- _About this task_: Every line of the records that contains "matching" should be tallied, and only the resulting number returned.

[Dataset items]

....................

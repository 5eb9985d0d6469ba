//! Bounded best-first track search.
//!
//! Starting from a position on a track, explores track sides in order of
//! path distance until a track satisfies the predicate or the search radius
//! is exhausted. Crossing a switch is free; distance is only consumed by
//! running the length of a track.

use std::cmp::Ordering;
use std::collections::{BinaryHeap, HashSet};

use tracing::{debug, trace};

use crate::domain::{Track, TrackIndex, TrackSide};
use crate::network::RailGraph;

use super::config::LocatorConfig;
use super::error::LocateError;
use super::predicate::TrackPredicate;

/// A track accepted by the predicate.
#[derive(Debug, Clone, Copy, PartialEq)]
pub struct TrackMatch {
    /// The matching track.
    pub track: TrackIndex,

    /// Path distance from the start position.
    pub distance: f64,

    /// Frontier hops taken to reach the track (0 for the start track).
    pub steps: usize,

    /// Expansions performed up to and including the match.
    pub iterations: usize,
}

/// Why a search stopped.
#[derive(Debug, Clone, Copy, PartialEq, Eq)]
pub enum StopReason {
    /// The start track itself matched.
    Immediate,

    /// A track was found during expansion.
    Matched,

    /// Every reachable side within range was expanded without a match.
    FrontierExhausted,

    /// The configured iteration cap was reached before a match.
    IterationLimit,
}

/// Result of a locate call.
#[derive(Debug, Clone, Copy, PartialEq)]
pub struct LocateOutcome {
    /// The nearest matching track, if any.
    pub found: Option<TrackMatch>,

    /// Expansions performed.
    pub iterations: usize,

    pub stop: StopReason,
}

impl LocateOutcome {
    fn matched(found: TrackMatch, stop: StopReason) -> Self {
        Self {
            iterations: found.iterations,
            found: Some(found),
            stop,
        }
    }

    fn not_found(iterations: usize, stop: StopReason) -> Self {
        Self {
            found: None,
            iterations,
            stop,
        }
    }

    /// Whether the iteration cap, rather than the graph, ended the search.
    pub fn hit_iteration_limit(&self) -> bool {
        self.stop == StopReason::IterationLimit
    }
}

/// A pending expansion.
#[derive(Debug, Clone, Copy)]
struct FrontierEntry {
    side: TrackSide,
    distance: f64,
    steps: usize,

    /// Discovery order, used to break distance ties.
    seq: u64,
}

impl PartialEq for FrontierEntry {
    fn eq(&self, other: &Self) -> bool {
        self.cmp(other) == Ordering::Equal
    }
}

impl Eq for FrontierEntry {}

impl PartialOrd for FrontierEntry {
    fn partial_cmp(&self, other: &Self) -> Option<Ordering> {
        Some(self.cmp(other))
    }
}

impl Ord for FrontierEntry {
    fn cmp(&self, other: &Self) -> Ordering {
        // Reversed so BinaryHeap pops the nearest, earliest-discovered entry.
        other
            .distance
            .total_cmp(&self.distance)
            .then_with(|| other.seq.cmp(&self.seq))
    }
}

/// Min-heap of frontier entries with stable tie-breaking.
#[derive(Debug, Default)]
struct Frontier {
    heap: BinaryHeap<FrontierEntry>,
    next_seq: u64,
}

impl Frontier {
    fn push(&mut self, side: TrackSide, distance: f64, steps: usize) {
        self.heap.push(FrontierEntry {
            side,
            distance,
            steps,
            seq: self.next_seq,
        });
        self.next_seq += 1;
    }

    fn pop(&mut self) -> Option<FrontierEntry> {
        self.heap.pop()
    }
}

/// Finds the nearest track satisfying a predicate, within a bounded radius.
///
/// The graph is borrowed for the lifetime of the locator, so it cannot
/// change underneath a search in progress.
pub struct TrackLocator<'a, G: RailGraph + ?Sized> {
    graph: &'a G,
    config: &'a LocatorConfig,
}

impl<'a, G: RailGraph + ?Sized> TrackLocator<'a, G> {
    pub fn new(graph: &'a G, config: &'a LocatorConfig) -> Self {
        Self { graph, config }
    }

    /// Find the nearest track, by path distance from `start_position` on
    /// `start`, for which `predicate` holds.
    ///
    /// Ties at equal distance go to the side discovered first. A search
    /// expands each track side at most once, so it performs at most
    /// `2 × track_count` iterations even on cyclic graphs.
    ///
    /// Returns an error for invalid inputs or a failing predicate; finding
    /// nothing is a successful outcome with `found == None`.
    pub fn locate<P>(
        &self,
        start: TrackIndex,
        start_position: f64,
        predicate: &P,
    ) -> Result<LocateOutcome, LocateError>
    where
        P: TrackPredicate + ?Sized,
    {
        let max_distance = self.config.max_distance;
        if !max_distance.is_finite() || max_distance <= 0.0 {
            return Err(LocateError::InvalidMaxDistance(max_distance));
        }

        let start_track = self
            .graph
            .track(start)
            .ok_or(LocateError::UnknownTrack(start))?;

        if !start_position.is_finite() || start_position < 0.0 || start_position > start_track.length
        {
            return Err(LocateError::InvalidStartPosition {
                position: start_position,
                length: start_track.length,
            });
        }

        debug!(
            track = %start_track.id,
            position = start_position,
            max_distance,
            "Starting track search"
        );

        if predicate.test(start_track, 0.0)? {
            debug!(track = %start_track.id, "Start track matches");
            return Ok(LocateOutcome::matched(
                TrackMatch {
                    track: start,
                    distance: 0.0,
                    steps: 0,
                    iterations: 0,
                },
                StopReason::Immediate,
            ));
        }

        let mut frontier = Frontier::default();
        let mut visited: HashSet<TrackSide> = HashSet::new();
        let mut iterations = 0;

        for (side, distance) in [
            (TrackSide::start(start), start_position),
            (TrackSide::end(start), start_track.length - start_position),
        ] {
            if distance < max_distance {
                frontier.push(side, distance, 1);
            }
        }

        while let Some(entry) = frontier.pop() {
            if visited.contains(&entry.side) {
                continue;
            }

            if let Some(limit) = self.config.max_iterations {
                if iterations >= limit {
                    debug!(iterations, "Track search hit iteration limit");
                    return Ok(LocateOutcome::not_found(
                        iterations,
                        StopReason::IterationLimit,
                    ));
                }
            }

            visited.insert(entry.side);
            iterations += 1;

            let track = self.expect_track(entry.side.track)?;

            trace!(
                iteration = iterations,
                track = %track.id,
                end = ?entry.side.end,
                distance = entry.distance,
                steps = entry.steps,
                "Expanding track side"
            );

            if predicate.test(track, entry.distance)? {
                debug!(
                    track = %track.id,
                    distance = entry.distance,
                    steps = entry.steps,
                    iterations,
                    "Track search matched"
                );
                return Ok(LocateOutcome::matched(
                    TrackMatch {
                        track: entry.side.track,
                        distance: entry.distance,
                        steps: entry.steps,
                        iterations,
                    },
                    StopReason::Matched,
                ));
            }

            for &next in self.graph.connected_sides(entry.side) {
                frontier.push(next, entry.distance, entry.steps + 1);
            }

            let through = entry.distance + track.length;
            if through < max_distance {
                frontier.push(entry.side.opposite(), through, entry.steps + 1);
            }
        }

        debug!(iterations, "Track search exhausted without a match");
        Ok(LocateOutcome::not_found(
            iterations,
            StopReason::FrontierExhausted,
        ))
    }

    /// Tracks reached through branches must exist; a graph that links to a
    /// missing track is reported like a missing start track.
    fn expect_track(&self, index: TrackIndex) -> Result<&'a Track, LocateError> {
        self.graph
            .track(index)
            .ok_or(LocateError::UnknownTrack(index))
    }
}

....................

- _Exercise response_: 2